Exercise goal:
Check each line of the material below, and copy it if it holds the string "AssemblyContext".

Data for this task Block Start

//! Gathers everything the alert model needs for one corporation.

use std::collections::{HashMap, HashSet};
use std::sync::Arc;

use chrono::{DateTime, Utc};
use futures::{StreamExt, TryStreamExt, stream};
use tracing::{debug, info, warn};

use structure_core::{
    Asset, AssemblyContext, FuelBonusTable, ItemType, Position, Starbase, StarbaseFuel, Structure,
    StructureAccess, StructureRecord, TypeCatalog, assign_modules, is_starbase_item, is_system_id,
};
use structure_core::starbase::CONTROL_TOWER_GROUP;

use crate::api::EsiApi;
use crate::catalog::CatalogLoader;
use crate::error::{EsiError, Result};
use crate::names::NameResolver;

/// Pre-fetched corporation data.
#[derive(Debug, Clone)]
pub struct CorporationSnapshot {
    /// Corporation id.
    pub corporation_id: i64,
    /// Corporation name as configured.
    pub corporation_name: String,
    /// Structure records.
    pub structures: Vec<StructureRecord>,
    /// Docking access per structure.
    pub access: HashMap<i64, StructureAccess>,
    /// Chunk arrival per refinery.
    pub detonations: HashMap<i64, DateTime<Utc>>,
    /// Corporation assets, or why they could not be read.
    pub assets: std::result::Result<Vec<Asset>, String>,
    /// Types of structures, their contents and starbase items.
    pub catalog: TypeCatalog,
    /// Names of the systems structures sit in.
    pub system_names: HashMap<i32, String>,
    /// Control towers.
    pub starbases: Vec<Starbase>,
    /// Systems held by the corporation's alliance.
    pub sovereignty_systems: HashSet<i32>,
}

impl CorporationSnapshot {
    /// Assets, when they could be read.
    #[must_use]
    pub fn assets(&self) -> Option<&[Asset]> {
        self.assets.as_deref().ok()
    }

    /// Why assets are missing, if they are.
    #[must_use]
    pub fn assets_error(&self) -> Option<&str> {
        self.assets.as_ref().err().map(String::as_str)
    }

    /// True if the alliance holds sovereignty in `system_id`.
    #[must_use]
    pub fn in_sovereignty(&self, system_id: i32) -> bool {
        self.sovereignty_systems.contains(&system_id)
    }

    /// Assembles every structure, keeping per-structure failures separate.
    #[must_use]
    pub fn structures(&self, fuel_bonus: &Arc<FuelBonusTable>) -> Vec<(i64, structure_core::Result<Structure>)> {
        let ctx = AssemblyContext {
            catalog: &self.catalog,
            assets: self.assets(),
            access: &self.access,
            detonations: &self.detonations,
            system_names: &self.system_names,
        };
        self.structures
            .iter()
            .map(|record| {
                let structure = Structure::from_record(record, &ctx, Arc::clone(fuel_bonus));
                (record.structure_id, structure)
            })
            .collect()
    }
}

/// Loads a [`CorporationSnapshot`] through an [`EsiApi`].
#[derive(Debug)]
pub struct SnapshotLoader<C> {
    client: Arc<C>,
    names: NameResolver<C>,
    catalog: CatalogLoader<C>,
    concurrency: usize,
    include_starbases: bool,
}

impl<C: EsiApi> SnapshotLoader<C> {
    /// Creates a loader with up to `concurrency` requests in flight.
    #[must_use]
    pub fn new(client: Arc<C>, concurrency: usize) -> Self {
        Self {
            names: NameResolver::new(Arc::clone(&client)),
            catalog: CatalogLoader::new(Arc::clone(&client), concurrency),
            client,
            concurrency: concurrency.max(1),
            include_starbases: true,
        }
    }

    /// Enables or disables starbase loading.
    #[must_use]
    pub const fn with_starbases(mut self, include: bool) -> Self {
        self.include_starbases = include;
        self
    }

    /// Loads the named corporation.
    ///
    /// An asset failure is recorded in the snapshot; any other failure
    /// aborts the load.
    pub async fn load(&self, corporation_name: &str) -> Result<CorporationSnapshot> {
        let corporation_id = self.names.corporation_id(corporation_name).await?;
        info!(corporation = corporation_name, corporation_id, "loading corporation");

        let structures = self.client.corporation_structures(corporation_id).await?;
        let access = self.structure_access(&structures).await?;
        let detonations: HashMap<i64, DateTime<Utc>> = self
            .client
            .mining_extractions(corporation_id)
            .await?
            .into_iter()
            .map(|e| (e.structure_id, e.chunk_arrival_time))
            .collect();

        let assets = match self.client.corporation_assets(corporation_id).await {
            Ok(assets) => Ok(assets),
            Err(err) => {
                warn!(corporation_id, error = %err, "corporation assets unavailable");
                Err(err.to_string())
            }
        };

        let structure_ids: HashSet<i64> = structures.iter().map(|s| s.structure_id).collect();
        let mut type_ids: Vec<i32> = structures.iter().map(|s| s.type_id).collect();
        if let Ok(assets) = &assets {
            type_ids.extend(
                assets
                    .iter()
                    .filter(|a| structure_ids.contains(&a.location_id) || is_system_id(a.location_id))
                    .map(|a| a.type_id),
            );
        }
        let mut catalog = TypeCatalog::new();
        self.catalog.extend(&mut catalog, type_ids).await?;

        let starbases = match &assets {
            Ok(assets) if self.include_starbases => {
                self.load_starbases(corporation_id, assets, &mut catalog).await?
            }
            Err(_) if self.include_starbases => {
                warn!(corporation_id, "skipping starbase checks without assets");
                Vec::new()
            }
            _ => Vec::new(),
        };
        let sovereignty_systems = if starbases.is_empty() {
            HashSet::new()
        } else {
            self.sovereignty_systems(corporation_id).await?
        };

        let system_ids: Vec<i64> = structures
            .iter()
            .map(|s| i64::from(s.system_id))
            .chain(access.values().filter_map(|a| match a {
                StructureAccess::Accessible { system_id, .. } => Some(i64::from(*system_id)),
                StructureAccess::Inaccessible => None,
            }))
            .collect();
        let system_names = self
            .names
            .names(&system_ids)
            .await?
            .into_iter()
            .filter_map(|(id, name)| i32::try_from(id).ok().map(|id| (id, name)))
            .collect();

        info!(
            corporation_id,
            structures = structures.len(),
            starbases = starbases.len(),
            assets_available = assets.is_ok(),
            "corporation loaded"
        );
        Ok(CorporationSnapshot {
            corporation_id,
            corporation_name: corporation_name.to_string(),
            structures,
            access,
            detonations,
            assets,
            catalog,
            system_names,
            starbases,
            sovereignty_systems,
        })
    }

    async fn structure_access(&self, structures: &[StructureRecord]) -> Result<HashMap<i64, StructureAccess>> {
        stream::iter(structures)
            .map(|record| async move {
                let access = match self.client.universe_structure(record.structure_id).await {
                    Ok(info) => StructureAccess::Accessible {
                        name: info.name,
                        system_id: info.solar_system_id,
                    },
                    Err(EsiError::Forbidden { .. }) => {
                        debug!(structure_id = record.structure_id, "structure is inaccessible");
                        StructureAccess::Inaccessible
                    }
                    Err(err) => return Err(err),
                };
                Ok((record.structure_id, access))
            })
            .buffer_unordered(self.concurrency)
            .try_collect()
            .await
    }

    async fn load_starbases(
        &self,
        corporation_id: i64,
        assets: &[Asset],
        catalog: &mut TypeCatalog,
    ) -> Result<Vec<Starbase>> {
        let records = self.client.corporation_starbases(corporation_id).await?;
        if records.is_empty() {
            return Ok(Vec::new());
        }
        self.catalog.extend(catalog, records.iter().map(|r| r.type_id)).await?;

        let tower_ids: HashSet<i64> = records.iter().map(|r| r.starbase_id).collect();
        let modules: Vec<(&Asset, Arc<ItemType>)> = assets
            .iter()
            .filter(|a| !tower_ids.contains(&a.item_id))
            .filter_map(|a| {
                let item_type = catalog.get(a.type_id)?;
                (is_starbase_item(a, item_type) && item_type.group_name != CONTROL_TOWER_GROUP)
                    .then(|| (a, Arc::clone(item_type)))
            })
            .collect();

        let item_ids: Vec<i64> = tower_ids
            .iter()
            .copied()
            .chain(modules.iter().map(|(a, _)| a.item_id))
            .collect();
        let positions: HashMap<i64, Position> = self
            .client
            .asset_locations(corporation_id, &item_ids)
            .await?
            .into_iter()
            .map(|l| (l.item_id, l.position))
            .collect();

        // Coordinates are per system, so modules only match towers in the same one.
        let mut towers_by_system: HashMap<i64, HashMap<i64, Position>> = HashMap::new();
        for record in &records {
            if let Some(position) = positions.get(&record.starbase_id) {
                towers_by_system
                    .entry(i64::from(record.system_id))
                    .or_default()
                    .insert(record.starbase_id, *position);
            }
        }
        let mut modules_by_system: HashMap<i64, Vec<(Arc<ItemType>, Position)>> = HashMap::new();
        for (asset, item_type) in modules {
            if let Some(position) = positions.get(&asset.item_id) {
                modules_by_system
                    .entry(asset.location_id)
                    .or_default()
                    .push((item_type, *position));
            }
        }
        let mut tower_modules: HashMap<i64, Vec<Arc<ItemType>>> = HashMap::new();
        for (system_id, system_modules) in modules_by_system {
            if let Some(towers) = towers_by_system.get(&system_id) {
                tower_modules.extend(assign_modules(system_modules, towers));
            }
        }

        let moon_ids: Vec<i64> = records.iter().filter_map(|r| r.moon_id.map(i64::from)).collect();
        let moon_names = self.names.names(&moon_ids).await?;

        let mut fuels: HashMap<i64, Vec<StarbaseFuel>> = stream::iter(&records)
            .map(|record| async move {
                let detail = self
                    .client
                    .starbase_detail(corporation_id, record.starbase_id, record.system_id)
                    .await?;
                Ok::<_, EsiError>((record.starbase_id, detail.fuels))
            })
            .buffer_unordered(self.concurrency)
            .try_collect()
            .await?;

        records
            .iter()
            .map(|record| -> Result<Starbase> {
                let tower_type = catalog.require(record.type_id)?;
                let moon_name = record
                    .moon_id
                    .and_then(|moon_id| moon_names.get(&i64::from(moon_id)).cloned());
                Ok(Starbase::new(record, tower_type, moon_name)
                    .with_fuels(fuels.remove(&record.starbase_id).unwrap_or_default())
                    .with_modules(tower_modules.remove(&record.starbase_id).unwrap_or_default()))
            })
            .collect()
    }

    async fn sovereignty_systems(&self, corporation_id: i64) -> Result<HashSet<i32>> {
        let corporation = self.client.corporation(corporation_id).await?;
        let Some(alliance_id) = corporation.alliance_id else {
            return Ok(HashSet::new());
        };
        Ok(self
            .client
            .sovereignty_map()
            .await?
            .into_iter()
            .filter(|entry| entry.alliance_id == Some(alliance_id))
            .map(|entry| entry.system_id)
            .collect())
    }
}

Data for this task Block End

Expected output:
    Asset, AssemblyContext, FuelBonusTable, ItemType, Position, Starbase, StarbaseFuel, Structure,
        let ctx = AssemblyContext {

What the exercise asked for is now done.